RIDGEFIELD — Darla Shaw is bringing people back from the dead. Well, figuratively speaking.

The former Western Connecticut State University professor will be a featured storyteller along the “Ghosts of Ridgefield” tour at Keeler Tavern Museum & History Center during Halloween weekend.

Shaw, 84, was a full-time educator for 63 years. As a Ridgefield Public Schools teacher, she found that her students were more attentive to history lessons when ghosts were thrown in the mix. She would embody historical figures — costume and all — and share their stories before the class.

By getting into the soul — pun intended — of a certain character, “They really get a sense of this person, who they are and what they’re all about,” she said.

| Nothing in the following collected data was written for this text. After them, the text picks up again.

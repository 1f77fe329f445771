// Copyright (c) 2024-2025 DeepGraph Inc.
// SPDX-License-Identifier: Apache-2.0
//
//! CLI command handlers for GeoSecure

use colored::Colorize;
use std::error::Error;
use std::path::{Path, PathBuf};
use std::sync::Arc;

use super::commands::{ObjectKind, OutputFormat, RuleKind};
use super::output::{CheckReport, OutputFormatter};
use geosecure::auth::ROLE_AUTHENTICATED;
use geosecure::catalog::{Catalog, CatalogInfo, MemoryCatalog};
use geosecure::rules::{
    AccessRule, DataAccessRule, DataAccessRuleDao, PropertyList, RestAccessRule,
    RestAccessRuleDao, RuleApi, ServiceAccessRule, ServiceAccessRuleDao,
};
use geosecure::secure::SecuredInfo;
use geosecure::{
    AccessMode, Authentication, GeoSecurity, RequestContext, ResourceAccessManager,
    SecurityConfig, SecurityContext,
};

type CliResult = Result<(), Box<dyn Error>>;

/// Arguments of the check command
pub struct CheckOptions {
    pub data_dir: PathBuf,
    pub catalog: PathBuf,
    pub user: Option<String>,
    pub roles: Vec<String>,
    pub object: ObjectKind,
    pub name: String,
    pub service: Option<String>,
    pub request: Option<String>,
    pub admin_request: bool,
    pub format: OutputFormat,
}

fn load_config(data_dir: PathBuf) -> Result<SecurityConfig, Box<dyn Error>> {
    let mut config = SecurityConfig::with_data_dir(data_dir);
    config.apply_env_overrides()?;
    Ok(config)
}

/// Split `workspace:name`; a bare name has no workspace
fn split_name(name: &str) -> (Option<&str>, &str) {
    match name.split_once(':') {
        Some((ws, local)) => (Some(ws), local),
        None => (None, name),
    }
}

fn resolve(catalog: &dyn Catalog, kind: ObjectKind, name: &str) -> Option<CatalogInfo> {
    let (ws, local) = split_name(name);
    match (kind, ws) {
        (ObjectKind::Workspace, _) => catalog.workspace_by_name(name).map(CatalogInfo::Workspace),
        (ObjectKind::Store, Some(ws)) => catalog.store_by_name(ws, local).map(CatalogInfo::Store),
        (ObjectKind::Resource, Some(ws)) => catalog
            .resource_by_name(ws, local)
            .map(CatalogInfo::Resource),
        (ObjectKind::Layer, Some(ws)) => catalog.layer_by_name(ws, local).map(CatalogInfo::Layer),
        (ObjectKind::Group, ws) => catalog
            .layer_group_by_name(ws, local)
            .map(CatalogInfo::LayerGroup),
        (ObjectKind::Style, ws) => catalog.style_by_name(ws, local).map(CatalogInfo::Style),
        _ => None,
    }
}

fn authentication(user: Option<String>, roles: Vec<String>) -> Authentication {
    match user {
        Some(user) => Authentication::user(&user, roles).with_authority(ROLE_AUTHENTICATED),
        None => roles
            .iter()
            .fold(Authentication::anonymous(), |auth, role| auth.with_authority(role)),
    }
}

/// Handle the check command
pub fn handle_check(options: CheckOptions) -> CliResult {
    let catalog = Arc::new(MemoryCatalog::from_json_file(&options.catalog)?);
    let config = load_config(options.data_dir)?;
    let security = GeoSecurity::from_config(config, catalog.clone())?;

    let request = if options.admin_request {
        RequestContext::admin()
    } else {
        match &options.service {
            Some(service) => RequestContext::ows(service, options.request.as_deref().unwrap_or("")),
            None => RequestContext::none(),
        }
    };
    let ctx = SecurityContext::new(authentication(options.user, options.roles), request);

    let info = resolve(catalog.as_ref(), options.object, &options.name)
        .ok_or_else(|| format!("No {:?} named '{}' in the catalog", options.object, options.name))?;

    let manager = security.access_manager();
    let decisions = AccessMode::ALL
        .iter()
        .map(|mode| (*mode, manager.can_access(&ctx, &info, *mode)))
        .collect();
    let secured = security.catalog().secure(&ctx, info.clone());

    let report = CheckReport {
        object: options.name,
        info_type: info.info_type(),
        authentication: ctx.auth.to_string(),
        catalog_mode: manager.catalog_mode(),
        decisions,
        policy: secured.as_ref().map(|s| *s.policy()),
        members: match &secured {
            Some(SecuredInfo::LayerGroup(group)) => group
                .layers()
                .iter()
                .map(|layer| layer.info().prefixed_name())
                .collect(),
            _ => Vec::new(),
        },
    };
    print!("{}", OutputFormatter::check(&report, options.format));
    Ok(())
}

/// Handle the rules command
pub fn handle_rules(data_dir: PathBuf, kind: RuleKind, format: OutputFormat) -> CliResult {
    let config = load_config(data_dir)?;
    let rules = match kind {
        RuleKind::Data => RuleApi::new(Arc::new(DataAccessRuleDao::from_file(config.layers_path())?)).list(),
        RuleKind::Service => {
            RuleApi::new(Arc::new(ServiceAccessRuleDao::from_file(config.services_path())?)).list()
        }
        RuleKind::Rest => RuleApi::new(Arc::new(RestAccessRuleDao::from_file(config.rest_path())?)).list(),
    };
    print!("{}", OutputFormatter::rules(&rules, format));
    Ok(())
}

fn parse_errors<R: AccessRule>(path: &Path) -> Result<Vec<String>, Box<dyn Error>> {
    if !path.exists() {
        return Ok(Vec::new());
    }
    let props = PropertyList::load(path)?;
    Ok(props
        .iter()
        .filter(|(key, _)| !R::RESERVED_KEYS.iter().any(|k| k.eq_ignore_ascii_case(key)))
        .filter_map(|(key, value)| {
            R::parse(key, value)
                .err()
                .map(|e| format!("{}: {}={}: {}", path.display(), key, value, e))
        })
        .collect())
}

/// Handle the validate command
pub fn handle_validate(data_dir: PathBuf, catalog: Option<PathBuf>) -> CliResult {
    let config = load_config(data_dir)?;

    let mut errors = parse_errors::<DataAccessRule>(&config.layers_path())?;
    errors.extend(parse_errors::<ServiceAccessRule>(&config.services_path())?);
    errors.extend(parse_errors::<RestAccessRule>(&config.rest_path())?);

    let warnings = match catalog {
        Some(path) => {
            let catalog = MemoryCatalog::from_json_file(&path)?;
            DataAccessRuleDao::from_file(config.layers_path())?.validate_against(&catalog)
        }
        None => Vec::new(),
    };

    print!("{}", OutputFormatter::validation(&errors, &warnings));
    if errors.is_empty() {
        println!("{}", "Rules are valid".bold().green());
        Ok(())
    } else {
        Err(format!("{} invalid rule(s)", errors.len()).into())
    }
}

Shaw continued this act while at WCSU and began telling historical ghost stories in Danbury’s elementary schools. One of Shaw’s graduate students helped her produce a ghost story walking tour in downtown Danbury, which they did for three years.

The tours continued when this student moved to Norwalk, where Shaw assumed the histories of residents buried at Mill Hill Cemetery. This year, in New Milford, Shaw stood at the gravesite of Addie Strong and gave a presentation as part of the town’s ghost tours.

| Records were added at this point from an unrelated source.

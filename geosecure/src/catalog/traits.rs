// Copyright (c) 2024-2025 DeepGraph Inc.
// SPDX-License-Identifier: Apache-2.0
//
//! Catalog interface consumed by the access layer
//!
//! The access layer only reads from the catalog. Implementations must be
//! safe to share between request threads.

use super::events::CatalogListener;
use super::filter::{Filter, Query};
use super::iterator::CloseableIterator;
use super::model::{
    CatalogInfo, InfoType, LayerGroupInfo, LayerInfo, PublishedRef, ResourceInfo, StoreInfo,
    StyleInfo, WorkspaceInfo,
};
use std::sync::Arc;

pub trait Catalog: Send + Sync {
    fn workspaces(&self) -> Vec<WorkspaceInfo>;

    fn workspace_by_name(&self, name: &str) -> Option<WorkspaceInfo>;

    fn stores(&self) -> Vec<StoreInfo>;

    fn store_by_name(&self, workspace: &str, name: &str) -> Option<StoreInfo>;

    fn resources(&self) -> Vec<ResourceInfo>;

    fn resource(&self, id: &str) -> Option<ResourceInfo>;

    fn resource_by_name(&self, workspace: &str, name: &str) -> Option<ResourceInfo>;

    fn layers(&self) -> Vec<LayerInfo>;

    fn layer(&self, id: &str) -> Option<LayerInfo>;

    fn layer_by_name(&self, workspace: &str, name: &str) -> Option<LayerInfo>;

    /// Layers publishing the given resource
    fn layers_for_resource(&self, resource_id: &str) -> Vec<LayerInfo> {
        self.layers()
            .into_iter()
            .filter(|l| l.resource.id == resource_id)
            .collect()
    }

    fn layer_groups(&self) -> Vec<LayerGroupInfo>;

    fn layer_group(&self, id: &str) -> Option<LayerGroupInfo>;

    /// `workspace` is `None` for global groups
    fn layer_group_by_name(&self, workspace: Option<&str>, name: &str) -> Option<LayerGroupInfo>;

    fn styles(&self) -> Vec<StyleInfo>;

    fn style_by_name(&self, workspace: Option<&str>, name: &str) -> Option<StyleInfo>;

    fn add_listener(&self, listener: Arc<dyn CatalogListener>);

    /// Resolve a group member reference
    fn published(&self, member: &PublishedRef) -> Option<CatalogInfo> {
        match member {
            PublishedRef::Layer(id) => self.layer(id).map(CatalogInfo::Layer),
            PublishedRef::Group(id) => self.layer_group(id).map(CatalogInfo::LayerGroup),
        }
    }

    /// Every object of one type
    fn all_of(&self, info_type: InfoType) -> Vec<CatalogInfo> {
        match info_type {
            InfoType::Workspace => self.workspaces().into_iter().map(CatalogInfo::Workspace).collect(),
            InfoType::Store => self.stores().into_iter().map(CatalogInfo::Store).collect(),
            InfoType::Resource => self.resources().into_iter().map(CatalogInfo::Resource).collect(),
            InfoType::Layer => self.layers().into_iter().map(CatalogInfo::Layer).collect(),
            InfoType::LayerGroup => self
                .layer_groups()
                .into_iter()
                .map(CatalogInfo::LayerGroup)
                .collect(),
            InfoType::Style => self.styles().into_iter().map(CatalogInfo::Style).collect(),
        }
    }

    /// Filtered, sorted and paged listing
    fn list(&self, query: &Query) -> CloseableIterator<CatalogInfo> {
        let mut items: Vec<CatalogInfo> = self
            .all_of(query.info_type)
            .into_iter()
            .filter(|info| query.filter.evaluate(info))
            .collect();
        if !query.sort_by.is_empty() {
            items.sort_by(|a, b| {
                query
                    .sort_by
                    .iter()
                    .map(|s| s.compare(a, b))
                    .find(|o| o.is_ne())
                    .unwrap_or(std::cmp::Ordering::Equal)
            });
        }
        let offset = query.offset.unwrap_or(0);
        let count = query.count.unwrap_or(usize::MAX);
        CloseableIterator::new(items.into_iter().skip(offset).take(count))
    }

    fn count(&self, info_type: InfoType, filter: &Filter) -> usize {
        self.all_of(info_type)
            .iter()
            .filter(|info| filter.evaluate(info))
            .count()
    }
}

“Most of these places have a writer that does the research and writes a script, (but) I love to do my own research,” she said. “I can’t memorize anymore but I know the story, and I tell it passionately, but I never tell it the same way twice.”

In 2020 Shaw was asked to participate in Keeler’s inaugural “Ghosts of Ridgefield” event, where she portrayed Mary Mallon, who history remembers as Typhoid Mary. Mallon spent six weeks in Ridgefield sometime in the early 1900s working as a cook for a local family.

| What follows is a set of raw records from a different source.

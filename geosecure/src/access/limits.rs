// Copyright (c) 2024-2025 DeepGraph Inc.
// SPDX-License-Identifier: Apache-2.0
//
//! Access limits handed to the secure catalog
//!
//! A manager returns `None` instead of limits when the user may do
//! everything the object supports.

use crate::rules::CatalogMode;
use serde::{Deserialize, Serialize};

pub trait AccessLimits {
    fn mode(&self) -> CatalogMode;

    fn is_readable(&self) -> bool;

    fn is_writable(&self) -> bool;
}

#[derive(Debug, Clone, Copy, PartialEq, Eq, Serialize, Deserialize)]
pub struct WorkspaceAccessLimits {
    pub mode: CatalogMode,
    pub readable: bool,
    pub writable: bool,
    pub adminable: bool,
}

impl AccessLimits for WorkspaceAccessLimits {
    fn mode(&self) -> CatalogMode {
        self.mode
    }

    fn is_readable(&self) -> bool {
        self.readable
    }

    fn is_writable(&self) -> bool {
        self.writable
    }
}

/// Limits on a resource, layer or layer group
#[derive(Debug, Clone, Copy, PartialEq, Eq, Serialize, Deserialize)]
pub struct DataAccessLimits {
    pub mode: CatalogMode,
    pub readable: bool,
    pub writable: bool,
}

impl AccessLimits for DataAccessLimits {
    fn mode(&self) -> CatalogMode {
        self.mode
    }

    fn is_readable(&self) -> bool {
        self.readable
    }

    fn is_writable(&self) -> bool {
        self.writable
    }
}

“Within a very short period of time six people got infected,” Shaw said.

This year Shaw will portray the Peanut Lady of Branchville Road, Carmela Sabilia, a poor immigrant who lived in town during the early 1900s. For 30 years, every Sunday, Sabilia would walk up and down Branchville Road selling peanuts in order to send her son to college, Shaw said.

“I’m an oddball myself so I love eccentric people,” Shaw said. But more, “All of these women were strong, they were survivors. A lot of them were going through trauma when there wasn’t medication or counseling, (but) all of them left their mark.”

Being born as a woman in the 1930s, Shaw said she was denied many things. This empowered her to pursue women’s studies and become a missionary for young women to ensure the work of the women before them isn’t taken for granted.

Although Shaw admits she’s not an actress, she is still amazed at how audiences have fixated on her storytelling over the years.

While giving her ghost stories, “I hope that I transmit the passion they had for life in their particular direction,” she said. “We really need to respect people from all different backgrounds. … Even though you have a traumatic or difficult life, you can still find satisfaction and joy.”